Since we'd taken significant breaks during the winter months, we kept rowing all through June. Our Five in a Row book for the first half of the month was The Bee Tree. This is the story of a girl and her grandfather who go chasing after a bee in the hopes that it will lead them to its hive filled with delicious honey. They are joined along the way by an assortment of interesting characters.
We started off this book by looking at a map of Michigan and talking about how it is made of two peninsulas. T wished he could go on the bridge connecting the two. I had K do her best at drawing a map of Michigan, which unfortunately proved to be rather traumatic for her as she couldn't get her drawing to look like the rough sketch T had asked me to make for him.
Both kids enjoyed the onomatopoeia in the book, and we also spent a day on the vocabulary introduced in the manual. As usual, they picked up on a few words and phrases that seemed to capture their imaginations. "Eureka!" they said to each other. I began to hear them talking about stampedes as the week went on, and K was intrigued by the names Petra and Dorma.
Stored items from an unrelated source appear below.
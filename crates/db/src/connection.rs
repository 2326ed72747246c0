use std::time::Duration;

use sqlx::sqlite::SqlitePoolOptions;

use selly_core::config::DatabaseConfig;

pub type DbPool = sqlx::SqlitePool;

/// Opens the conversation-log pool. The busy timeout shares the configured
/// acquire budget so a contended sqlite file fails within the same window
/// the caller already agreed to wait.
pub async fn connect(database: &DatabaseConfig) -> Result<DbPool, sqlx::Error> {
    let busy_timeout_ms = database.timeout_secs.max(1) * 1000;

    SqlitePoolOptions::new()
        .max_connections(database.max_connections.max(1))
        .acquire_timeout(Duration::from_secs(database.timeout_secs.max(1)))
        .after_connect(move |conn, _meta| {
            Box::pin(async move {
                sqlx::query("PRAGMA foreign_keys = ON").execute(&mut *conn).await?;
                sqlx::query("PRAGMA journal_mode = WAL").execute(&mut *conn).await?;
                sqlx::query(&format!("PRAGMA busy_timeout = {busy_timeout_ms}"))
                    .execute(&mut *conn)
                    .await?;
                Ok(())
            })
        })
        .connect(&database.url)
        .await
}
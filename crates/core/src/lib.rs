pub mod config;
pub mod domain;
pub mod errors;
pub mod flows;

pub use domain::lead::{Lead, LeadInfo, ParsedLeadInfo};
pub use domain::session::{ChatMessage, ChatRole, Session, SessionId};
pub use errors::{ApplicationError, DomainError, InterfaceError};
pub use flows::{advance, Stage, StageTransition};
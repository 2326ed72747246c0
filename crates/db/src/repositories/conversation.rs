use async_trait::async_trait;
use sqlx::Row;

use selly_core::domain::session::{ChatMessage, ChatRole, SessionId};

use super::{parse_role, ConversationLog, RepositoryError};
use crate::DbPool;

pub struct SqlConversationLog {
    pool: DbPool,
}

impl SqlConversationLog {
    pub fn new(pool: DbPool) -> Self {
        Self { pool }
    }
}

#[async_trait]
impl ConversationLog for SqlConversationLog {
    async fn create_session(&self, session_id: &SessionId) -> Result<(), RepositoryError> {
        sqlx::query("INSERT INTO chat_session (session_id) VALUES (?)")
            .bind(&session_id.0)
            .execute(&self.pool)
            .await?;
        Ok(())
    }

    async fn append_message(
        &self,
        session_id: &SessionId,
        role: ChatRole,
        content: &str,
    ) -> Result<(), RepositoryError> {
        sqlx::query("INSERT INTO chat_message (session_id, role, content) VALUES (?, ?, ?)")
            .bind(&session_id.0)
            .bind(role.as_str())
            .bind(content)
            .execute(&self.pool)
            .await?;
        Ok(())
    }

    async fn set_lead_email(
        &self,
        session_id: &SessionId,
        email: &str,
    ) -> Result<(), RepositoryError> {
        sqlx::query("UPDATE chat_session SET lead_email = ? WHERE session_id = ?")
            .bind(email)
            .bind(&session_id.0)
            .execute(&self.pool)
            .await?;
        Ok(())
    }

    async fn messages_for_session(
        &self,
        session_id: &SessionId,
    ) -> Result<Vec<ChatMessage>, RepositoryError> {
        let rows = sqlx::query(
            "SELECT role, content FROM chat_message WHERE session_id = ? ORDER BY id",
        )
        .bind(&session_id.0)
        .fetch_all(&self.pool)
        .await?;

        rows.into_iter()
            .map(|row| {
                let role: String = row.try_get("role")?;
                let content: String = row.try_get("content")?;
                Ok(ChatMessage { role: parse_role(&role)?, content })
            })
            .collect()
    }
}
//! In-memory repository doubles for orchestrator and handler tests.

use std::collections::HashMap;
use std::sync::Mutex;

use async_trait::async_trait;

use selly_core::domain::lead::Lead;
use selly_core::domain::session::{ChatMessage, ChatRole, SessionId};

use super::{ConversationLog, LeadRepository, RepositoryError};

#[derive(Default)]
pub struct InMemoryConversationLog {
    sessions: Mutex<HashMap<String, String>>,
    messages: Mutex<HashMap<String, Vec<ChatMessage>>>,
}

impl InMemoryConversationLog {
    pub fn new() -> Self {
        Self::default()
    }

    pub fn session_count(&self) -> usize {
        self.sessions.lock().expect("sessions lock").len()
    }

    pub fn recorded_messages(&self, session_id: &SessionId) -> Vec<ChatMessage> {
        self.messages
            .lock()
            .expect("messages lock")
            .get(&session_id.0)
            .cloned()
            .unwrap_or_default()
    }

    pub fn lead_email(&self, session_id: &SessionId) -> Option<String> {
        self.sessions
            .lock()
            .expect("sessions lock")
            .get(&session_id.0)
            .filter(|email| !email.is_empty())
            .cloned()
    }
}

#[async_trait]
impl ConversationLog for InMemoryConversationLog {
    async fn create_session(&self, session_id: &SessionId) -> Result<(), RepositoryError> {
        self.sessions.lock().expect("sessions lock").insert(session_id.0.clone(), String::new());
        Ok(())
    }

    async fn append_message(
        &self,
        session_id: &SessionId,
        role: ChatRole,
        content: &str,
    ) -> Result<(), RepositoryError> {
        self.messages
            .lock()
            .expect("messages lock")
            .entry(session_id.0.clone())
            .or_default()
            .push(ChatMessage { role, content: content.to_string() });
        Ok(())
    }

    async fn set_lead_email(
        &self,
        session_id: &SessionId,
        email: &str,
    ) -> Result<(), RepositoryError> {
        self.sessions.lock().expect("sessions lock").insert(session_id.0.clone(), email.to_string());
        Ok(())
    }

    async fn messages_for_session(
        &self,
        session_id: &SessionId,
    ) -> Result<Vec<ChatMessage>, RepositoryError> {
        Ok(self.recorded_messages(session_id))
    }
}

#[derive(Default)]
pub struct InMemoryLeadRepository {
    leads: Mutex<HashMap<String, Lead>>,
}

impl InMemoryLeadRepository {
    pub fn new() -> Self {
        Self::default()
    }

    pub fn lead_count(&self) -> usize {
        self.leads.lock().expect("leads lock").len()
    }
}

#[async_trait]
impl LeadRepository for InMemoryLeadRepository {
    async fn upsert(&self, lead: &Lead) -> Result<(), RepositoryError> {
        let email = lead
            .email
            .as_deref()
            .filter(|email| !email.trim().is_empty())
            .ok_or_else(|| RepositoryError::Decode("lead upsert requires an email".to_string()))?;

        let mut leads = self.leads.lock().expect("leads lock");
        let entry = leads.entry(email.to_string()).or_default();
        entry.email = Some(email.to_string());
        merge(&mut entry.nome, &lead.nome);
        merge(&mut entry.empresa, &lead.empresa);
        merge(&mut entry.necessidade, &lead.necessidade);
        merge(&mut entry.prazo, &lead.prazo);
        if lead.interesse_confirmado.is_some() {
            entry.interesse_confirmado = lead.interesse_confirmado;
        }
        merge(&mut entry.meeting_link, &lead.meeting_link);
        merge(&mut entry.meeting_datetime, &lead.meeting_datetime);
        Ok(())
    }

    async fn find_by_email(&self, email: &str) -> Result<Option<Lead>, RepositoryError> {
        Ok(self.leads.lock().expect("leads lock").get(email).cloned())
    }
}

fn merge(slot: &mut Option<String>, incoming: &Option<String>) {
    if let Some(value) = incoming {
        *slot = Some(value.clone());
    }
}
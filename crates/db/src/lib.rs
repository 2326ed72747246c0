pub mod connection;
pub mod migrations;
pub mod repositories;

pub use connection::{connect, DbPool};
pub use repositories::{
    ConversationLog, InMemoryConversationLog, InMemoryLeadRepository, LeadRepository,
    RepositoryError, SqlConversationLog, SqlLeadRepository,
};
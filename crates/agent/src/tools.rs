//! Tool dispatch: turns an LLM function call into one side effect against
//! the CRM card tracker or the meeting calendar, and folds the outcome into
//! an action record the transcript carries back to the model.
//!
//! Provider failures are never fatal to the turn. Every error collapses into
//! a `falha` record so the model can apologize and steer the conversation.

use std::sync::Arc;

use async_trait::async_trait;
use rand::seq::SliceRandom;
use serde::{Deserialize, Serialize};
use serde_json::{json, Value};
use thiserror::Error;
use tracing::warn;

use selly_core::domain::lead::{Lead, LeadInfo};

use crate::llm::{
    ToolCall, TOOL_CREATE_OR_UPDATE_CARD, TOOL_GET_AVAILABLE_SLOTS, TOOL_SCHEDULE_MEETING,
};

pub const STATUS_SUCCESS: &str = "sucesso";
pub const STATUS_FAILURE: &str = "falha";

/// How many slots the model is offered per lookup. A short list keeps the
/// reply readable and nudges the lead toward a quick choice.
pub const SLOT_SAMPLE_SIZE: usize = 3;

#[derive(Debug, Error)]
pub enum ProviderError {
    #[error("provider transport failure: {0}")]
    Transport(String),
    #[error("provider returned an unexpected payload: {0}")]
    Protocol(String),
}

/// Reference to the lead's card in the external CRM.
#[derive(Clone, Debug, PartialEq, Eq)]
pub struct CardRef {
    pub id: String,
}

/// One bookable meeting window, instants in ISO 8601. Providers do not
/// always report the end of the window.
#[derive(Clone, Debug, PartialEq, Eq, Serialize, Deserialize)]
pub struct Slot {
    pub start: String,
    #[serde(default, skip_serializing_if = "Option::is_none")]
    pub end: Option<String>,
}

/// Result of a booking attempt. A missing meeting URL means the calendar
/// accepted the request but produced no meeting, which counts as a failure.
#[derive(Clone, Debug, PartialEq, Eq)]
pub struct BookingOutcome {
    pub meeting_url: Option<String>,
    pub start_time: Option<String>,
}

#[async_trait]
pub trait CardTracker: Send + Sync {
    async fn find_card_by_email(&self, email: &str) -> Result<Option<CardRef>, ProviderError>;
    async fn create_card(&self, fields: &[(&'static str, String)]) -> Result<CardRef, ProviderError>;
    async fn update_card(
        &self,
        card: &CardRef,
        fields: &[(&'static str, String)],
    ) -> Result<(), ProviderError>;
}

#[async_trait]
pub trait CalendarProvider: Send + Sync {
    async fn available_slots_next_7_days(&self) -> Result<Vec<Slot>, ProviderError>;
    async fn schedule(&self, slot: &Slot, lead: &Lead) -> Result<BookingOutcome, ProviderError>;
}

/// Outcome of one dispatched call, rendered into the transcript as a
/// synthetic assistant message so the follow-up completion can narrate it.
#[derive(Clone, Debug, PartialEq, Eq)]
pub struct ActionRecord {
    pub name: String,
    pub result: Value,
}

impl ActionRecord {
    fn success(name: &str, result: Value) -> Self {
        Self { name: name.to_string(), result: with_status(result, STATUS_SUCCESS) }
    }

    fn failure(name: &str, reason: impl Into<String>) -> Self {
        Self {
            name: name.to_string(),
            result: json!({ "status": STATUS_FAILURE, "detalhe": reason.into() }),
        }
    }

    pub fn succeeded(&self) -> bool {
        self.result.get("status").and_then(Value::as_str) == Some(STATUS_SUCCESS)
    }

    pub fn render(&self) -> String {
        format!("Action: {}, Result: {}", self.name, self.result)
    }
}

fn with_status(mut result: Value, status: &str) -> Value {
    if let Some(object) = result.as_object_mut() {
        object.insert("status".to_string(), Value::String(status.to_string()));
    }
    result
}

pub struct ToolDispatcher {
    cards: Arc<dyn CardTracker>,
    calendar: Arc<dyn CalendarProvider>,
}

impl ToolDispatcher {
    pub fn new(cards: Arc<dyn CardTracker>, calendar: Arc<dyn CalendarProvider>) -> Self {
        Self { cards, calendar }
    }

    /// Executes one function call against the lead's current state. The lead
    /// is mutated in place (argument fields merged, meeting details recorded
    /// after a booking) while the session lock is held by the caller.
    pub async fn dispatch(&self, call: &ToolCall, lead: &mut Lead) -> ActionRecord {
        match call.name.as_str() {
            TOOL_CREATE_OR_UPDATE_CARD => self.create_or_update_card(call, lead).await,
            TOOL_GET_AVAILABLE_SLOTS => self.available_slots().await,
            TOOL_SCHEDULE_MEETING => self.schedule_meeting(call, lead).await,
            other => {
                warn!(tool = other, "model requested an unknown tool");
                ActionRecord::failure(other, format!("ferramenta desconhecida: {other}"))
            }
        }
    }

    async fn create_or_update_card(&self, call: &ToolCall, lead: &mut Lead) -> ActionRecord {
        if let Err(record) = merge_lead_args(call, lead) {
            return record;
        }

        let Some(email) = lead.email.clone().filter(|email| !email.trim().is_empty()) else {
            return ActionRecord::failure(&call.name, "lead sem email; card não identificável");
        };

        match self.upsert_card(&call.name, &email, lead).await {
            Ok(record) => record,
            Err(error) => {
                warn!(tool = %call.name, %error, "card tracker call failed");
                ActionRecord::failure(&call.name, error.to_string())
            }
        }
    }

    async fn upsert_card(
        &self,
        tool: &str,
        email: &str,
        lead: &Lead,
    ) -> Result<ActionRecord, ProviderError> {
        match self.cards.find_card_by_email(email).await? {
            Some(card) => {
                // Identity fields never change on an existing card: email is
                // the lookup key and interesse_confirmado was fixed at
                // creation time.
                let fields: Vec<(&'static str, String)> = lead
                    .card_fields()
                    .into_iter()
                    .filter(|(key, _)| *key != "email" && *key != "interesse_confirmado")
                    .collect();
                self.cards.update_card(&card, &fields).await?;
                Ok(ActionRecord::success(
                    tool,
                    json!({ "operacao": "atualizado", "card_id": card.id }),
                ))
            }
            None => {
                let card = self.cards.create_card(&lead.card_fields()).await?;
                Ok(ActionRecord::success(tool, json!({ "operacao": "criado", "card_id": card.id })))
            }
        }
    }

    async fn available_slots(&self) -> ActionRecord {
        match self.calendar.available_slots_next_7_days().await {
            Ok(slots) => {
                let offered = sample_slots(slots);
                match serde_json::to_value(&offered) {
                    Ok(slots_value) => ActionRecord::success(
                        TOOL_GET_AVAILABLE_SLOTS,
                        json!({ "slots": slots_value }),
                    ),
                    Err(error) => ActionRecord::failure(TOOL_GET_AVAILABLE_SLOTS, error.to_string()),
                }
            }
            Err(error) => {
                warn!(tool = TOOL_GET_AVAILABLE_SLOTS, %error, "slot lookup failed");
                ActionRecord::failure(TOOL_GET_AVAILABLE_SLOTS, error.to_string())
            }
        }
    }

    async fn schedule_meeting(&self, call: &ToolCall, lead: &mut Lead) -> ActionRecord {
        if let Err(record) = merge_lead_args(call, lead) {
            return record;
        }

        let Some(start) = call
            .args
            .pointer("/slot/start")
            .and_then(Value::as_str)
            .filter(|start| !start.trim().is_empty())
        else {
            return ActionRecord::failure(&call.name, "slot.start ausente ou vazio");
        };

        let end = call
            .args
            .pointer("/slot/end")
            .and_then(Value::as_str)
            .map(|end| end.trim().to_string())
            .filter(|end| !end.is_empty());
        let slot = Slot { start: start.trim().to_string(), end };

        let outcome = match self.calendar.schedule(&slot, lead).await {
            Ok(outcome) => outcome,
            Err(error) => {
                warn!(tool = %call.name, %error, "booking call failed");
                return ActionRecord::failure(&call.name, error.to_string());
            }
        };

        let Some(meeting_url) = outcome.meeting_url.filter(|url| !url.trim().is_empty()) else {
            return ActionRecord::failure(&call.name, "agendamento sem link de reunião");
        };

        // Prefer the provider's confirmed start over the requested one.
        let meeting_datetime = outcome
            .start_time
            .filter(|start| !start.trim().is_empty())
            .unwrap_or_else(|| slot.start.clone());

        lead.meeting_link = Some(meeting_url.clone());
        lead.meeting_datetime = Some(meeting_datetime.clone());

        // Best-effort card sync; the meeting itself already exists, so a
        // tracker hiccup must not fail the booking.
        let card_sync = match lead.email.as_deref() {
            Some(email) => match self.upsert_card(&call.name, email, lead).await {
                Ok(_) => STATUS_SUCCESS,
                Err(error) => {
                    warn!(tool = %call.name, %error, "post-booking card sync failed");
                    STATUS_FAILURE
                }
            },
            None => STATUS_FAILURE,
        };

        ActionRecord::success(
            &call.name,
            json!({
                "meeting_link": meeting_url,
                "meeting_datetime": meeting_datetime,
                "card_sync": card_sync,
            }),
        )
    }
}

/// Merges the `lead` argument (when present) into the session lead. The
/// model often repeats fields here; they go through the same validation as
/// structured `info` output.
fn merge_lead_args(call: &ToolCall, lead: &mut Lead) -> Result<(), ActionRecord> {
    let Some(lead_args) = call.args.get("lead") else {
        return Ok(());
    };
    if lead_args.is_null() {
        return Ok(());
    }

    let parsed = LeadInfo::from_value(lead_args)
        .map_err(|error| ActionRecord::failure(&call.name, error.to_string()))?;
    lead.apply_info(&parsed.info);
    if !parsed.unknown_keys.is_empty() {
        warn!(tool = %call.name, keys = ?parsed.unknown_keys, "ignoring unknown lead fields");
    }

    if let Some(link) = lead_args.get("meeting_link").and_then(Value::as_str) {
        if !link.trim().is_empty() {
            lead.meeting_link = Some(link.trim().to_string());
        }
    }

    Ok(())
}

/// At most `SLOT_SAMPLE_SIZE` slots, randomly sampled, then ordered by start
/// so the offer always reads chronologically.
fn sample_slots(slots: Vec<Slot>) -> Vec<Slot> {
    let mut offered: Vec<Slot> = if slots.len() <= SLOT_SAMPLE_SIZE {
        slots
    } else {
        slots.choose_multiple(&mut rand::thread_rng(), SLOT_SAMPLE_SIZE).cloned().collect()
    };
    offered.sort_by(|a, b| a.start.cmp(&b.start));
    offered
}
We spent a day talking about musicians and instruments. We watched Youtube videos of stringed instrument trios, quartets, quintets and sextets. This is a beautiful piece of music by a Danish string quartet, even though it is nothing like the music played by the musicians in the book. I liked watching these men's musician faces. What is it about learning to play beautiful music really well that makes one's expressions become more complex and intelligent?
And this is a stellar performance of Flight of the Bumblebee!
One day K and T enjoyed working together to make map of story. T drew pictures with arrows pointing to the events came next, and K labeled everything.
We had a day of learning about bees and honey. We
~ read several books about bees
~ compared the tastes of standard, store-bought honey with honey made from orange blossoms
~ examined and tasted real honeycomb. (They loved this.)
~ ate honey sticks
~ observed bees collecting nectar outside. (Each watched a particular bee for 30 seconds and counted how many flowers it stopped at.)
~ completed lapbook pages from Homeschoolshare.com
The book mentions a Klondike Bertha, so one of the activities was to learn about gold. We looked though some books about the Klondike Gold Rush and made a pan for gold project. This was something I decided to do on the spur of the moment. The instructions I had said to paint small rocks gold and use enamel paint to paint a pie tin black after poking small holes in it. We had no enamel paint and used tempera paint instead, which didn't work at all. The paint completely peeled off after drying, but the kids still enjoyed making the pans and pretending to look for gold.
We also brainstormed myths and fairy tales that mention gold, talked about winning a gold medal, buried treasure, and looked up Bible verses that mention gold (there's one in the Psalms that also mentions honey in the same verse!).
This was a sweet book to row, with activities that were fun to do in the summer!